Updated: June 28, 2025
Her cheeks were flaming with the excitement and joy and effort and passion of her singing; her eyelids were cast down, and beneath them her eyes watched, half in terror, half in a strained delight, the blue Persian slippers advancing silently over the matting on the floor towards her. "Will Dilama stay with me to-night?" The girl looked up, whitening to the lips, and slid to a kneeling position.
Here the slave left the girl, and Dilama went through the curtains alone. She mounted the steps and passed through the door. All was quite silent here, and the passage unlighted, except that through a tiny window high up above her head a streak of moonlight fell across her way. Dilama paused oppressed, she knew not by what feeling.
"Does the desert traveller burn and sigh after water, and then do the springs of Damascus not find favour in his eyes?" she asked, and laughed again as she approached Dilama, and began to undress her. In a few minutes the whole of the haremlik was in a state of pleasant excitement.

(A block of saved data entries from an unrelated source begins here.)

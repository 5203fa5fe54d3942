// Integration-test harness for nova-highlight.
//
// Cargo builds one test binary per `tests/*.rs` file. Keeping only this file at the root of
// `tests/` consolidates all integration tests into a single binary to reduce build overhead.

mod suite;
//! Hierarchy queries over method signatures: overridden methods, unimplemented abstract methods
//! and clashes between inherited signatures.

use std::collections::{HashSet, VecDeque};

use nova_types::java::overload::MethodCandidate;
use nova_types::{
    direct_supertypes, erasure, is_assignable, supertype_substitutor, ClassId, MethodDef,
    Substitutor, Type, TypeEnv, Visibility,
};

/// Supertypes of `class`, breadth-first and without `class` itself, each with the substitution
/// viewing its members from `class`.
pub(crate) fn ancestors(env: &dyn TypeEnv, class: ClassId) -> Vec<(ClassId, Substitutor)> {
    let mut seen = HashSet::from([class]);
    let mut out = Vec::new();
    let mut queue = VecDeque::from([class]);
    while let Some(current) = queue.pop_front() {
        for sup in direct_supertypes(env, current) {
            let Some(def) = nova_types::canonicalize_named(env, &sup).as_class().map(|ct| ct.def) else {
                continue;
            };
            if !seen.insert(def) {
                continue;
            }
            let subst = supertype_substitutor(env, class, def).unwrap_or_default();
            out.push((def, subst));
            queue.push_back(def);
        }
    }
    out
}

pub(crate) fn erased(env: &dyn TypeEnv, params: &[Type]) -> Vec<Type> {
    params.iter().map(|p| erasure(env, p)).collect()
}

/// Whether `mine` is a subsignature of `theirs` (JLS 8.4.2); both are viewed from the same class.
pub(crate) fn is_subsignature(env: &dyn TypeEnv, mine: &[Type], theirs: &[Type], generic: bool) -> bool {
    if mine.len() != theirs.len() {
        return false;
    }
    if mine == theirs {
        return true;
    }
    let theirs_erased = erased(env, theirs);
    if mine == theirs_erased.as_slice() {
        return true;
    }
    generic && erased(env, mine) == theirs_erased
}

fn same_package(env: &dyn TypeEnv, a: ClassId, b: ClassId) -> bool {
    match (env.class(a), env.class(b)) {
        (Some(a), Some(b)) => a.package_name() == b.package_name(),
        _ => true,
    }
}

fn candidate(owner: ClassId, index: usize, substitutor: Substitutor) -> MethodCandidate {
    MethodCandidate {
        owner,
        index,
        is_constructor: false,
        substitutor,
    }
}

/// Methods of `class`'s supertypes that `method` (declared in `class`) overrides or hides.
pub(crate) fn super_methods(env: &dyn TypeEnv, class: ClassId, method: &MethodDef) -> Vec<MethodCandidate> {
    let mut out = Vec::new();
    for (owner, subst) in ancestors(env, class) {
        let Some(def) = env.class(owner) else {
            continue;
        };
        for (index, other) in def.methods.iter().enumerate() {
            if other.name != method.name || other.visibility == Visibility::Private {
                continue;
            }
            if other.visibility == Visibility::Package && !same_package(env, owner, class) {
                continue;
            }
            let theirs: Vec<Type> = other.params.iter().map(|p| subst.apply(env, p)).collect();
            let generic = !method.type_params.is_empty() && !other.type_params.is_empty();
            if is_subsignature(env, &method.params, &theirs, generic) {
                out.push(candidate(owner, index, subst.clone()));
            }
        }
    }
    out
}

/// Methods in `class`'s supertypes with the same name and erasure as `method` that it does not
/// override.
pub(crate) fn erasure_clashes(env: &dyn TypeEnv, class: ClassId, method: &MethodDef) -> Vec<MethodCandidate> {
    let mine = erased(env, &method.params);
    let mut out = Vec::new();
    for (owner, subst) in ancestors(env, class) {
        let Some(def) = env.class(owner) else {
            continue;
        };
        for (index, other) in def.methods.iter().enumerate() {
            if other.name != method.name || other.visibility == Visibility::Private || other.is_static {
                continue;
            }
            if erased(env, &other.params) != mine {
                continue;
            }
            let theirs: Vec<Type> = other.params.iter().map(|p| subst.apply(env, p)).collect();
            let generic = !method.type_params.is_empty() && !other.type_params.is_empty();
            if !is_subsignature(env, &method.params, &theirs, generic) {
                out.push(candidate(owner, index, subst.clone()));
            }
        }
    }
    out
}

/// The first abstract method reachable from `class` with no concrete implementation in its
/// superclass chain.
pub(crate) fn first_unimplemented(env: &dyn TypeEnv, class: ClassId) -> Option<MethodCandidate> {
    let mut all = vec![(class, Substitutor::empty())];
    all.extend(ancestors(env, class));

    let concrete: Vec<(String, Vec<Type>)> = all
        .iter()
        .filter_map(|(owner, subst)| env.class(*owner).map(|def| (def, subst)))
        .flat_map(|(def, subst)| {
            def.methods
                .iter()
                .filter(|m| !m.is_abstract && !m.is_static)
                .map(move |m| {
                    let params: Vec<Type> = m.params.iter().map(|p| subst.apply(env, p)).collect();
                    (m.name.clone(), erased(env, &params))
                })
        })
        .collect();

    for (owner, subst) in &all {
        let Some(def) = env.class(*owner) else {
            continue;
        };
        for (index, method) in def.methods.iter().enumerate() {
            if !method.is_abstract {
                continue;
            }
            let params: Vec<Type> = method.params.iter().map(|p| subst.apply(env, p)).collect();
            let params = erased(env, &params);
            let implemented = concrete
                .iter()
                .any(|(name, theirs)| *name == method.name && *theirs == params);
            if !implemented {
                return Some(candidate(*owner, index, subst.clone()));
            }
        }
    }
    None
}

/// Two inherited methods with the same signature and return types neither of which is a subtype
/// of the other. Methods `class` declares itself take precedence and are skipped.
pub(crate) fn inherited_return_clash(env: &dyn TypeEnv, class: ClassId) -> Option<(MethodCandidate, MethodCandidate)> {
    let own: Vec<(String, Vec<Type>)> = env
        .class(class)?
        .methods
        .iter()
        .map(|m| (m.name.clone(), erased(env, &m.params)))
        .collect();

    let mut inherited: Vec<(MethodCandidate, Vec<Type>)> = Vec::new();
    for (owner, subst) in ancestors(env, class) {
        let Some(def) = env.class(owner) else {
            continue;
        };
        for (index, method) in def.methods.iter().enumerate() {
            if method.is_static || method.visibility == Visibility::Private {
                continue;
            }
            let params: Vec<Type> = method.params.iter().map(|p| subst.apply(env, p)).collect();
            let params = erased(env, &params);
            if own.iter().any(|(name, p)| *name == method.name && *p == params) {
                continue;
            }
            let current = candidate(owner, index, subst.clone());
            for (earlier, earlier_params) in &inherited {
                if earlier.owner == owner
                    || earlier.name(env) != method.name
                    || *earlier_params != params
                {
                    continue;
                }
                let a = earlier.return_type(env);
                let b = current.return_type(env);
                if !returns_related(env, &a, &b) {
                    return Some((earlier.clone(), current));
                }
            }
            inherited.push((current, params));
        }
    }
    None
}

fn returns_related(env: &dyn TypeEnv, a: &Type, b: &Type) -> bool {
    if a.is_errorish() || b.is_errorish() {
        return true;
    }
    if a.is_primitive() || b.is_primitive() || a.is_void() || b.is_void() {
        return a == b;
    }
    is_assignable(env, a, b) || is_assignable(env, b, a)
}

#[cfg(test)]
mod tests {
    use super::*;
    use nova_types::{ClassDef, ClassKind, PrimitiveType, TypeStore};
    use pretty_assertions::assert_eq;

    fn abstract_method(name: &str, params: Vec<Type>, ret: Type) -> MethodDef {
        MethodDef {
            name: name.to_string(),
            params,
            return_type: ret,
            is_abstract: true,
            visibility: Visibility::Public,
            ..MethodDef::default()
        }
    }

    #[test]
    fn abstract_methods_through_generic_interfaces() {
        let mut store = TypeStore::with_minimal_jdk();
        let comparable = store.class_id("java.lang.Comparable").unwrap();
        let string = Type::class(store.well_known().string, vec![]);
        let a = store.add_class(ClassDef {
            name: "A".to_string(),
            interfaces: vec![Type::class(comparable, vec![string.clone()])],
            ..ClassDef::default()
        });
        let missing = first_unimplemented(&store, a).unwrap();
        assert_eq!(missing.owner, comparable);
        assert_eq!(missing.params(&store), vec![string.clone()]);

        let b = store.add_class(ClassDef {
            name: "B".to_string(),
            interfaces: vec![Type::class(comparable, vec![string.clone()])],
            methods: vec![MethodDef {
                is_abstract: false,
                ..abstract_method("compareTo", vec![string], Type::Primitive(PrimitiveType::Int))
            }],
            ..ClassDef::default()
        });
        assert_eq!(first_unimplemented(&store, b), None);
    }

    #[test]
    fn unrelated_inherited_returns_clash() {
        let mut store = TypeStore::with_minimal_jdk();
        let string = Type::class(store.well_known().string, vec![]);
        let i = store.add_class(ClassDef {
            name: "I".to_string(),
            kind: ClassKind::Interface,
            methods: vec![abstract_method("f", vec![], string)],
            ..ClassDef::default()
        });
        let j = store.add_class(ClassDef {
            name: "J".to_string(),
            kind: ClassKind::Interface,
            methods: vec![abstract_method("f", vec![], Type::Primitive(PrimitiveType::Int))],
            ..ClassDef::default()
        });
        let c = store.add_class(ClassDef {
            name: "C".to_string(),
            kind: ClassKind::Interface,
            interfaces: vec![Type::class(i, vec![]), Type::class(j, vec![])],
            ..ClassDef::default()
        });
        let (a, b) = inherited_return_clash(&store, c).unwrap();
        assert_eq!((a.owner, b.owner), (i, j));
    }
}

"Buldoula is dead!" remarked Dilama simply, as the lovers crouched together between the wall and the roses. It meant nothing to her, enclosed in the happy warmth of her lover's arms; death had no meaning for her yet, hardly seventeen years' journey distant from birth, and full of all the sap and great leaping fires of life. Death was something so far away, so impossible to realise.

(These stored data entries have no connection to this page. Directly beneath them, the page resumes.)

#[test]
fn misplaced_continue_and_bad_labels() {
    let mut store = TypeStore::with_minimal_jdk();
    let text = "class A { void f() { continue; x: { continue x; } \
                y: while (true) { y: break y; } break z; w: } }";
    let mut b = FileBuilder::new(&mut store, "A.java", text);
    b.class("class A", |b| {
        b.method("void f()", |b| {
            b.continue_(None);
            b.labeled("x", |b| {
                b.block(|b| {
                    b.continue_(Some("x"));
                })
            });
            b.labeled("y", |b| {
                b.while_(|b| {
                    b.lit("true");
                    b.block(|b| {
                        b.labeled("y", |b| b.break_(Some("y")));
                    });
                })
            });
            b.break_(Some("z"));
            b.labeled("w", |_| ());
        });
    });
    let file = b.finish();

    assert_eq!(
        highlight(&store, &file),
        vec![
            error(codes::CONTINUE_OUTSIDE, "Continue outside of loop", "continue;"),
            error(codes::NOT_A_LOOP_LABEL, "Not a loop label: 'x'", "x"),
            error(codes::DUPLICATE_LABEL, "Label 'y' already in use", "y"),
            error(codes::UNDEFINED_LABEL, "Undefined label: 'z'", "z"),
            error(codes::LABEL_WITHOUT_STATEMENT, "Label without statement", "w"),
        ]
    );
}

Dilama, the youngest of the ladies of the harem, was walking in the garden with her white veil thrown back and a smile on her small, red, curling lips.

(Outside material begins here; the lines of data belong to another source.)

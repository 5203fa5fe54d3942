//! Checked exceptions: unhandled throws, catch clauses for exceptions the try block cannot throw,
//! and catch clauses already covered by an earlier one.

use nova_core::TextRange;
use nova_hir::{ExprKind, NodeId, StmtId, StmtKind};
use nova_types::{format_type, is_subtype, is_unchecked_exception, Type, TypeEnv};

use crate::calls::{call_site, enum_constant_site, thrown_types};
use crate::codes;
use crate::context::FileContext;
use crate::diagnostic::{Diagnostic, QuickFix, Severity};

fn checked(env: &dyn TypeEnv, types: &[Type]) -> Vec<Type> {
    types
        .iter()
        .filter(|ty| !ty.is_errorish() && !is_unchecked_exception(env, ty))
        .cloned()
        .collect()
}

fn handled_by(env: &dyn TypeEnv, ty: &Type, handlers: &[Type]) -> bool {
    handlers.iter().any(|h| is_subtype(env, ty, h))
}

fn report(ctx: &FileContext<'_>, unhandled: &[Type], range: TextRange, in_method: bool) -> Option<Diagnostic> {
    let first = unhandled.first()?;
    let names: Vec<String> = unhandled.iter().map(|ty| format_type(ctx.env, ty)).collect();
    let message = match names.as_slice() {
        [only] => format!("Unhandled exception: {only}"),
        _ => format!("Unhandled exceptions: {}", names.join(", ")),
    };
    let mut builder = Diagnostic::builder(Severity::Error, codes::UNHANDLED_EXCEPTION, range).message(message);
    if in_method {
        builder = builder
            .fix(QuickFix::AddExceptionToThrows {
                exception: format_type(ctx.env, first),
            })
            .fix(QuickFix::SurroundWithTryCatch);
    }
    Some(builder.build())
}

/// Checked exceptions thrown where nothing can catch them, such as a generated constructor.
pub(crate) fn unhandled(ctx: &FileContext<'_>, thrown: &[Type], range: TextRange, in_method: bool) -> Option<Diagnostic> {
    report(ctx, &checked(ctx.env, thrown), range, in_method)
}

/// Exceptions thrown directly by `node` itself (not by its children).
fn thrown_by(ctx: &FileContext<'_>, node: NodeId) -> Vec<Type> {
    let file = ctx.file;
    match node {
        NodeId::Expr(id) => match file.exprs[id].kind {
            ExprKind::MethodCall { .. } | ExprKind::New { .. } | ExprKind::ConstructorCall { .. } => {
                call_site(ctx, id).map(|site| thrown_types(ctx, &site)).unwrap_or_default()
            }
            _ => Vec::new(),
        },
        NodeId::Stmt(id) => match file.stmts[id].kind {
            StmtKind::Throw(expr) => vec![ctx.expr_type(expr).clone()],
            _ => Vec::new(),
        },
        NodeId::EnumConstant(id) => enum_constant_site(ctx, id)
            .map(|site| thrown_types(ctx, &site))
            .unwrap_or_default(),
        _ => Vec::new(),
    }
}

/// Checked exceptions thrown by `node` at the current position, minus those a surrounding `try`
/// catches or the enclosing method declares.
pub(crate) fn unhandled_at(ctx: &FileContext<'_>, node: NodeId, range: TextRange) -> Option<Diagnostic> {
    let env = ctx.env;
    let file = ctx.file;
    let mut pending = checked(env, &thrown_by(ctx, node));
    if pending.is_empty() {
        return None;
    }

    let mut chain = ctx.path.clone();
    chain.push(node);
    let mut in_method = false;
    for idx in (0..chain.len()).rev() {
        match chain[idx] {
            NodeId::Stmt(stmt) => {
                if let StmtKind::Try { body, catches, .. } = &file.stmts[stmt].kind {
                    if chain.get(idx + 1) == Some(&NodeId::Stmt(*body)) {
                        let caught: Vec<Type> = catches
                            .iter()
                            .map(|c| file.type_refs[file.vars[c.param].ty].ty.clone())
                            .collect();
                        pending.retain(|ty| !handled_by(env, ty, &caught));
                    }
                }
            }
            NodeId::Method(method) => {
                let declared: Vec<Type> = file.methods[method]
                    .throws
                    .iter()
                    .map(|t| file.type_refs[*t].ty.clone())
                    .collect();
                if declared.iter().any(Type::is_errorish) {
                    return None;
                }
                pending.retain(|ty| !handled_by(env, ty, &declared));
                in_method = true;
                break;
            }
            NodeId::Initializer(init) => {
                let decl = &file.initializers[init];
                let anonymous = file.classes[decl.owner].container == nova_hir::ClassContainer::Anonymous;
                if !decl.is_static() && anonymous {
                    return None;
                }
                break;
            }
            NodeId::Var(var) if file.vars[var].is_field() => break,
            NodeId::Class(_) | NodeId::EnumConstant(_) if idx + 1 < chain.len() => break,
            _ => {}
        }
        if pending.is_empty() {
            return None;
        }
    }
    report(ctx, &pending, range, in_method)
}

/// Checked exceptions that can escape `node`, skipping nested class bodies.
fn escaping(ctx: &FileContext<'_>, node: NodeId, out: &mut Vec<Type>) {
    let env = ctx.env;
    let file = ctx.file;
    match node {
        NodeId::Class(_) => return,
        NodeId::Stmt(id) => {
            if let StmtKind::Try {
                body,
                catches,
                finally,
            } = &file.stmts[id].kind
            {
                let mut inner = Vec::new();
                escaping(ctx, NodeId::Stmt(*body), &mut inner);
                let caught: Vec<Type> = catches
                    .iter()
                    .map(|c| file.type_refs[file.vars[c.param].ty].ty.clone())
                    .collect();
                out.extend(inner.into_iter().filter(|ty| !handled_by(env, ty, &caught)));
                for catch in catches {
                    escaping(ctx, NodeId::Stmt(catch.body), out);
                }
                if let Some(finally) = finally {
                    escaping(ctx, NodeId::Stmt(*finally), out);
                }
                return;
            }
        }
        _ => {}
    }
    out.extend(checked(env, &thrown_by(ctx, node)));
    for child in file.children(node) {
        escaping(ctx, child, out);
    }
}

/// Catch clauses of the `try` statement `id`: repeats of an earlier clause, and checked
/// exceptions the body cannot throw.
pub(crate) fn catch_clauses(ctx: &FileContext<'_>, id: StmtId) -> Vec<Diagnostic> {
    let env = ctx.env;
    let file = ctx.file;
    let StmtKind::Try { body, catches, .. } = &file.stmts[id].kind else {
        return Vec::new();
    };
    let mut thrown = Vec::new();
    escaping(ctx, NodeId::Stmt(*body), &mut thrown);

    let well_known = env.well_known();
    let mut out = Vec::new();
    let mut earlier: Vec<Type> = Vec::new();
    for catch in catches {
        let type_ref = &file.type_refs[file.vars[catch.param].ty];
        let ty = &type_ref.ty;
        if ty.is_errorish() {
            continue;
        }
        let name = format_type(env, ty);
        if handled_by(env, ty, &earlier) {
            out.push(
                Diagnostic::builder(Severity::Error, codes::EXCEPTION_ALREADY_CAUGHT, type_ref.range)
                    .message(format!("Exception '{name}' has already been caught"))
                    .fix(QuickFix::DeleteCatch { exception: name })
                    .build(),
            );
            continue;
        }
        earlier.push(ty.clone());

        let always_allowed = ty.as_class().is_some_and(|ct| {
            ct.def == well_known.throwable || ct.def == well_known.exception || ct.def == well_known.object
        });
        if always_allowed || is_unchecked_exception(env, ty) {
            continue;
        }
        let possible = thrown
            .iter()
            .any(|t| is_subtype(env, t, ty) || is_subtype(env, ty, t));
        if !possible {
            out.push(
                Diagnostic::builder(Severity::Error, codes::EXCEPTION_NEVER_THROWN, type_ref.range)
                    .message(format!(
                        "Exception '{name}' is never thrown in the corresponding try block"
                    ))
                    .fix(QuickFix::DeleteCatch { exception: name })
                    .build(),
            );
        }
    }
    out
}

"I think you are not yet the wife of Ahmed Ali?" he went on, as she simply trembled in silence, wave after wave of emotion passing through her, striking her heart and choking her voice. "Tell me?" Dilama shook her head, and a triumphant smile curved the handsome lips before her.
He let his arm slip from her shoulders, and rose and walked over to the window, looking out for a moment into the delicious green beyond. Dilama half-sat, half-crouched upon the divan, not daring to stir, and watched him furtively. Ahmed stood for a moment, and there was dead silence in the room. Then he returned and came towards the couch, standing opposite it, and looking down at her.
That night, when the moon was rising over the white and deep green of Damascus, Dilama walked, humming to herself, in the garden, full of a great leaping desire, born of her youth and fine health and the breath of the May night, to love and be loved.
Soutouma was next to Buldoula in age and rank a fair beauty of the harem, with soft, long, sunlit tresses, and a skin of snow. "Yes, why not? why not?" asked Dilama wildly to herself as her feet dragged along down the passage side by side with the grinning black's. "I am a Druze girl: I belong to Murad and to the mountains."
Ahmed's eyes lighted up with tender pleasure as he saw her enter, and she noted it. He was still sitting on the couch, and held in his hand a small green leather case the counterpart of hundreds to be seen in the jewellers' windows in Paris. Dilama guessed at once it was some present for her.